Paracelsus percaya  seorang dokter harus melanjutkan dari penyebab ke efek, alih-alih memulai diagnosis dengan tubuh itu sendiri, dengan mengatakan, "Dokter harus melanjutkan dari hal-hal eksternal, bukan dari manusia." Filsuf Paracelus percaya dalam mengobati penyebab penyakit daripada hanya gejalanya.
... Anatomi yang lebih penting adalah Anatomi manusia batiniah yang hidup. Yang terakhir adalah jenis Anatomi yang paling penting untuk diketahui dokter. Jika kita mengetahui Anatomi manusia batiniah, kita mengetahui Prima Materia, dan dapat melihat sifat penyakit serta pengobatannya.
Paracelsus percaya praktik kedokteran harus didasarkan pada pengalaman, pengamatan, dan eksperimen. Filsuf Paracelus adalah orang pertama yang mencatat bahwa debu yang dihirup, bukan arwah bawah tanah, adalah penyebab penyakit paru-paru pada penambang.
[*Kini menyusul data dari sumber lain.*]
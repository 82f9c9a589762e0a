//! Canned-line backend. Always local, always fast; the last line of defense
//! when remote generation is unavailable.

use std::collections::HashMap;
use std::future::Future;
use std::pin::Pin;
use std::sync::{Mutex, PoisonError};

use rand::rngs::SmallRng;
use rand::{Rng, SeedableRng};
use tracing::debug;

use super::{Backend, GenerateRequest, Mood, Response, ResponseSource};
use crate::error::GenerateError;
use crate::trigger::{MilestoneKind, RemarkHint, TriggerCategory};

struct Line {
    text: &'static str,
    mood: Mood,
}

const fn line(text: &'static str, mood: Mood) -> Line {
    Line { text, mood }
}

fn lines_for(category: TriggerCategory) -> &'static [Line] {
    match category {
        TriggerCategory::Combo => const {
            &[
                line("{combo} hits and counting. Keep the rhythm!", Mood::Excited),
                line("That chain is pure momentum. {combo} straight!", Mood::Excited),
                line("Don't blink now, the combo's alive at {combo}.", Mood::Encouraging),
                line(
                    "A {combo}-hit streak. I'd clap, but I'm holding the towel.",
                    Mood::Mocking,
                ),
            ]
        },
        TriggerCategory::Crit => const {
            &[
                line("Critical! {damage} damage, straight through the guard!", Mood::Excited),
                line("That one landed where it hurts. {damage}!", Mood::Impressed),
                line("A clean opening and you took it. {damage} damage.", Mood::Impressed),
            ]
        },
        TriggerCategory::LevelUp => const {
            &[
                line("Level {level}! The grind pays off.", Mood::Excited),
                line("Level {level} already? Save some glory for the rest of us.", Mood::Mocking),
                line("Stronger every round. Welcome to level {level}.", Mood::Impressed),
            ]
        },
        TriggerCategory::LowHp => const {
            &[
                line("They're wobbling! Finish it!", Mood::Excited),
                line("Enemy's on their last legs. Press the advantage!", Mood::Encouraging),
                line("Smell that? That's almost-victory. Push!", Mood::Encouraging),
            ]
        },
        TriggerCategory::LowStamina => const {
            &[
                line("Breathe. {stamina} stamina won't carry a brawl.", Mood::Serious),
                line("Ease off a beat and let your legs come back.", Mood::Encouraging),
                line("You're running on fumes. Pick your swings.", Mood::Serious),
            ]
        },
        TriggerCategory::Milestone => const {
            &[
                line("New personal best. Remember how this feels.", Mood::Impressed),
                line("Records exist to be broken, and you just broke yours.", Mood::Impressed),
                line("The {location} will remember that one.", Mood::Impressed),
            ]
        },
        TriggerCategory::Pattern => const {
            &[
                line("All that swinging and nothing to show for it. Slow down.", Mood::Serious),
                line("You're telegraphing. Mix it up.", Mood::Serious),
                line("The air surrenders! The enemy, not so much.", Mood::Mocking),
            ]
        },
    }
}

struct RuleState {
    rng: SmallRng,
    last_pick: HashMap<TriggerCategory, usize>,
}

/// Deterministic template backend: picks a line for the winning category,
/// fills in the numbers, and never repeats the same line twice in a row
/// for the same category.
pub struct RuleBackend {
    state: Mutex<RuleState>,
}

impl RuleBackend {
    pub fn new() -> Self {
        Self::with_rng(SmallRng::from_rng(&mut rand::rng()))
    }

    /// Fixed-seed variant for reproducible sessions.
    pub fn seeded(seed: u64) -> Self {
        Self::with_rng(SmallRng::seed_from_u64(seed))
    }

    fn with_rng(rng: SmallRng) -> Self {
        Self {
            state: Mutex::new(RuleState {
                rng,
                last_pick: HashMap::new(),
            }),
        }
    }

    fn pick(&self, category: TriggerCategory, len: usize) -> usize {
        let mut state = self.state.lock().unwrap_or_else(PoisonError::into_inner);
        let mut index = state.rng.random_range(0..len);
        if len > 1 && state.last_pick.get(&category) == Some(&index) {
            index = (index + 1) % len;
        }
        state.last_pick.insert(category, index);
        index
    }

    /// Synchronous core. The engine calls this inline; generation never
    /// leaves the current thread.
    pub fn respond(&self, request: &GenerateRequest) -> Result<Response, GenerateError> {
        let category = request.candidate.category;
        let lines = lines_for(category);
        if lines.is_empty() {
            return Err(GenerateError::NoResponse);
        }
        let chosen = &lines[self.pick(category, lines.len())];
        let text = render(chosen.text, request);
        debug!(%category, backend = "rules", "rendered canned line");
        Ok(Response {
            text,
            mood: chosen.mood,
            priority: request.candidate.priority,
            source: ResponseSource::RuleBased,
        })
    }
}

impl Default for RuleBackend {
    fn default() -> Self {
        Self::new()
    }
}

fn render(template: &str, request: &GenerateRequest) -> String {
    let snapshot = &request.snapshot;
    let mut combo = snapshot.combo_count;
    let mut damage = snapshot.recent_damage;
    let mut level = snapshot.player_level;
    let mut stamina = snapshot.player_stamina;
    match request.candidate.hint {
        RemarkHint::Combo(n) => combo = n,
        RemarkHint::Crit { damage: hit } => damage = hit,
        RemarkHint::LevelUp { level: reached } => level = reached,
        RemarkHint::Stamina(left) => stamina = left,
        RemarkHint::Milestone(MilestoneKind::BestCombo(n)) => combo = n,
        RemarkHint::Milestone(MilestoneKind::BestDamage(hit)) => damage = hit,
        RemarkHint::EnemyHp(_) | RemarkHint::Pattern(_) => {}
    }
    template
        .replace("{combo}", &combo.to_string())
        .replace("{damage}", &damage.to_string())
        .replace("{level}", &level.to_string())
        .replace("{stamina}", &stamina.to_string())
        .replace("{location}", &snapshot.location)
}

impl Backend for RuleBackend {
    fn name(&self) -> &'static str {
        "rules"
    }

    fn source(&self) -> ResponseSource {
        ResponseSource::RuleBased
    }

    fn generate<'a>(
        &'a self,
        request: &'a GenerateRequest,
    ) -> Pin<Box<dyn Future<Output = Result<Response, GenerateError>> + Send + 'a>> {
        Box::pin(async move { self.respond(request) })
    }
}

#[cfg(test)]
mod tests {
    use super::*;
    use crate::context::ContextSnapshot;
    use crate::history::PlayerStats;
    use crate::persona;
    use crate::trigger::TriggerCandidate;
    use std::time::Duration;

    fn snapshot() -> ContextSnapshot {
        ContextSnapshot {
            player_level: 7,
            player_stamina: 64,
            combo_count: 15,
            attack_power: 42,
            crit_landed: false,
            leveled_up: false,
            enemy_hp_percent: 0.8,
            recent_damage: 33,
            since_last_remark: Duration::from_secs(9),
            location: "training yard".into(),
            affinity: 10,
            stats: PlayerStats::default(),
        }
    }

    fn request(category: TriggerCategory, hint: RemarkHint) -> GenerateRequest {
        GenerateRequest {
            candidate: TriggerCandidate {
                category,
                priority: 50,
                hint,
            },
            snapshot: snapshot(),
            persona: persona::HYPE,
        }
    }

    fn all_requests() -> Vec<GenerateRequest> {
        vec![
            request(TriggerCategory::Combo, RemarkHint::Combo(15)),
            request(TriggerCategory::Crit, RemarkHint::Crit { damage: 61 }),
            request(TriggerCategory::LevelUp, RemarkHint::LevelUp { level: 8 }),
            request(TriggerCategory::LowHp, RemarkHint::EnemyHp(0.2)),
            request(TriggerCategory::LowStamina, RemarkHint::Stamina(12)),
            request(
                TriggerCategory::Milestone,
                RemarkHint::Milestone(MilestoneKind::BestCombo(15)),
            ),
            request(
                TriggerCategory::Pattern,
                RemarkHint::Pattern(crate::trigger::PatternKind::WhiffStreak(4)),
            ),
        ]
    }

    #[tokio::test]
    async fn every_category_produces_a_line() {
        let backend = RuleBackend::seeded(7);
        for request in all_requests() {
            let response = backend.generate(&request).await.unwrap();
            assert!(!response.text.is_empty());
            assert_eq!(response.source, ResponseSource::RuleBased);
        }
    }

    #[tokio::test]
    async fn placeholders_are_filled_in() {
        let backend = RuleBackend::seeded(7);
        for request in all_requests() {
            let response = backend.generate(&request).await.unwrap();
            assert!(
                !response.text.contains('{') && !response.text.contains('}'),
                "unresolved placeholder in {:?}",
                response.text
            );
        }
    }

    #[tokio::test]
    async fn hint_value_overrides_snapshot_field() {
        let backend = RuleBackend::seeded(7);
        let request = request(TriggerCategory::Crit, RemarkHint::Crit { damage: 61 });
        // Snapshot says 33, the hint says 61; the hint is what the detector saw.
        for _ in 0..8 {
            let response = backend.generate(&request).await.unwrap();
            assert!(!response.text.contains("33"));
        }
    }

    #[tokio::test]
    async fn priority_is_copied_from_the_candidate() {
        let backend = RuleBackend::seeded(7);
        let mut request = request(TriggerCategory::Combo, RemarkHint::Combo(15));
        request.candidate.priority = 88;
        let response = backend.generate(&request).await.unwrap();
        assert_eq!(response.priority, 88);
    }

    #[tokio::test]
    async fn mood_follows_the_chosen_template() {
        let backend = RuleBackend::seeded(7);
        let request = request(
            TriggerCategory::Milestone,
            RemarkHint::Milestone(MilestoneKind::BestDamage(70)),
        );
        // Every milestone line carries the same mood, so the draw can't hide it.
        let response = backend.generate(&request).await.unwrap();
        assert_eq!(response.mood, Mood::Impressed);
    }

    #[tokio::test]
    async fn consecutive_calls_avoid_repeating_a_line() {
        let backend = RuleBackend::seeded(7);
        let request = request(TriggerCategory::Combo, RemarkHint::Combo(15));
        let mut previous = backend.generate(&request).await.unwrap().text;
        for _ in 0..16 {
            let next = backend.generate(&request).await.unwrap().text;
            assert_ne!(next, previous);
            previous = next;
        }
    }

    #[tokio::test]
    async fn repeat_guard_is_per_category() {
        let backend = RuleBackend::seeded(7);
        let combo = request(TriggerCategory::Combo, RemarkHint::Combo(15));
        let pattern = request(
            TriggerCategory::Pattern,
            RemarkHint::Pattern(crate::trigger::PatternKind::WhiffStreak(4)),
        );
        // Interleaving categories must not disturb either guard.
        let mut last_combo = backend.generate(&combo).await.unwrap().text;
        let mut last_pattern = backend.generate(&pattern).await.unwrap().text;
        for _ in 0..8 {
            let next_combo = backend.generate(&combo).await.unwrap().text;
            let next_pattern = backend.generate(&pattern).await.unwrap().text;
            assert_ne!(next_combo, last_combo);
            assert_ne!(next_pattern, last_pattern);
            last_combo = next_combo;
            last_pattern = next_pattern;
        }
    }
}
Filsuf Paracelus mengaitkan terjadinya gondok dengan kurangnya elemen vital dalam air minum, dan menemukan hubungan antara gondok pada orang dewasa dan kretinisme (suatu kondisi yang disebabkan oleh kerusakan kelenjar tiroid) pada anak-anak mereka. Paracelsus mengidentifikasi penyakit tertentu yang disebabkan oleh unsur-unsur racun dicerna atau dihirup ke dalam tubuh pasien, sebuah konsep yang kemudian mengarah pada penemuan bakteri dan virus sebagai penyebab penyakit.
Di Eropa abad pertengahan, orang gila dianggap dirasuki oleh roh-roh jahat; Filsuf Paracelus menganggap kegilaan sebagai penyakit dan mendesak agar orang gila diperlakukan dengan baik. Dia juga mengajarkan bahwa keadaan pikiran seseorang memiliki efek yang kuat pada tubuh fisik mereka, dan banyak gejala dan penyakit memiliki penyebab psikologis.